Data Quality Made Simple: A Quick Guide to Microsoft Fabric + Purview Setup
Data quality isn't just a checkbox — it's the backbone of reliable analytics. Learn how to set up automated quality checks and profiling with Microsoft Purview and Fabric Lakehouse.
#Purpose
Data quality isn't just a checkbox — it's the backbone of reliable analytics. With Microsoft Purview and Fabric Lakehouse, you can automate quality checks and profiling so your data stays accurate, complete, and ready for action.
To continuously assess your Lakehouse assets and capture results as quality scores and column profiles in Purview's Unified Catalog. This means better governance, fewer surprises, and more trust in your data.
#Prerequisites
- Fabric environment registered in Purview Data Map
- Purview MSI with Contributor role on Fabric workspace
- Workspace, Lakehouse, Tenant IDs handy
- Purview Unified Catalog enabled (check Health Management → Data Quality)
#High-Level Flow
Register Fabric → Create Data Product → Create Connection → Select Asset → Add Rules → Run Quality Scan → View Score & Profile → Monitor & Improve.
#Step 1: Create a Data Product
In Unified Catalog:
- Go to Data Products → New Product
- Represent a logical dataset (e.g., Customer Analytics)
- Assign governance domain & ownership

- Add Fabric Asset in the data product

#Step 2: Connect Fabric
Navigate: Health Management → Data Quality → Manage → Connections → New


Provide:
- Display Name & Description
- Source Type: Fabric
- Tenant, Workspace, Lakehouse IDs
- Credential: Purview MSI (ensure workspace access)

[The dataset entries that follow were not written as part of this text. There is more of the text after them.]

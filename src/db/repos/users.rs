//! Registered accounts and the current session record.

use std::collections::BTreeMap;

use serde::{Deserialize, Serialize};

use crate::db::models::User;
use crate::db::repos::kv;
use crate::db::storage_keys;
use crate::db::DbPool;
use crate::engine::crypto::PasswordHash;
use crate::error::AppError;

/// One registered account, keyed by lower-cased email in the mapping.
#[derive(Debug, Clone, Serialize, Deserialize)]
pub struct AccountRecord {
    pub credential: PasswordHash,
    pub user: User,
}

pub type Accounts = BTreeMap<String, AccountRecord>;

pub fn normalize_email(email: &str) -> String {
    email.trim().to_lowercase()
}

/// The whole account mapping; empty if absent or unreadable.
pub fn get_accounts(pool: &DbPool) -> Result<Accounts, AppError> {
    Ok(kv::get_record(pool, storage_keys::USERS)?.unwrap_or_default())
}

pub fn find_account(pool: &DbPool, email: &str) -> Result<Option<AccountRecord>, AppError> {
    let mut accounts = get_accounts(pool)?;
    Ok(accounts.remove(&normalize_email(email)))
}

/// Register `record` under its user's email. Fails with `AlreadyExists`
/// if the email is taken. The check and the insert share one transaction.
pub fn insert_account(pool: &DbPool, record: AccountRecord) -> Result<(), AppError> {
    let key = normalize_email(&record.user.email);
    kv::modify_record(pool, storage_keys::USERS, |accounts: &mut Accounts| {
        if accounts.contains_key(&key) {
            return Err(AppError::AlreadyExists);
        }
        accounts.insert(key, record);
        Ok(())
    })
}

// ── Session ────────────────────────────────────────────────────────

/// The signed-in user, if any. An unreadable session record is deleted
/// and reported as signed out.
pub fn get_session(pool: &DbPool) -> Result<Option<User>, AppError> {
    let Some(raw) = kv::get_raw(pool, storage_keys::SESSION)? else {
        return Ok(None);
    };
    match serde_json::from_str::<User>(&raw) {
        Ok(user) => Ok(Some(user)),
        Err(e) => {
            tracing::warn!(error = %e, "Session record is corrupt, signing out");
            kv::remove(pool, storage_keys::SESSION)?;
            Ok(None)
        }
    }
}

pub fn set_session(pool: &DbPool, user: &User) -> Result<(), AppError> {
    kv::set_record(pool, storage_keys::SESSION, user)
}

/// Returns true if a session was present.
pub fn clear_session(pool: &DbPool) -> Result<bool, AppError> {
    kv::remove(pool, storage_keys::SESSION)
}
use rusqlite::Connection;

use crate::error::AppError;

/// Run the schema migration. Idempotent.
pub fn run(conn: &Connection) -> Result<(), AppError> {
    tracing::debug!("Running database migrations");

    conn.execute_batch(SCHEMA)?;

    tracing::info!("Database migrations complete");
    Ok(())
}

const SCHEMA: &str = r#"

-- ============================================================================
-- Key-value documents
--
-- Every entity collection (leads, videos, campaigns, activities), the
-- credential mapping and the session record live here as one JSON document
-- per key. See db/storage_keys.rs for the keys.
-- ============================================================================

CREATE TABLE IF NOT EXISTS kv_store (
    key         TEXT PRIMARY KEY,
    value       TEXT NOT NULL,
    updated_at  TEXT NOT NULL
);

"#;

This enables Purview to reach Lakehouse tables for rule evaluation and profiling.
#Add Data Quality Rules
Typical rule categories you can configure:

- NULL / Completeness: Required column non-null ratio
- Uniqueness: Primary / business key duplicate count
- Schema: Presence of expected columns
- Domain / Conformity: Value in allowed set
- Freshness: Max ingestion timestamp vs SLA
- Numeric range / Pattern: Format validation
Each rule gets a threshold and severity. Add multiple rules to same asset.
#Run Data Quality Scan
After rules are saved:
- Trigger a Data Quality Scan.

- Purview evaluates all configured rules.
- A composite Quality Score is generated for the asset (rules passed / weighted logic).

- You can also setup a schedule for Data quality check

- You can also set Alerting on the Quality score threshold

#Run Data Profile Scan (Optional but Recommended)
Profile scan enriches:

- Column-level stats (distinct count, null %, min/max, data types)
- Distribution insights
- Supports verification of rule assumptions (e.g., cardinality, skew)
Select asset → Run Profile → Inspect "Profile" tab for each column.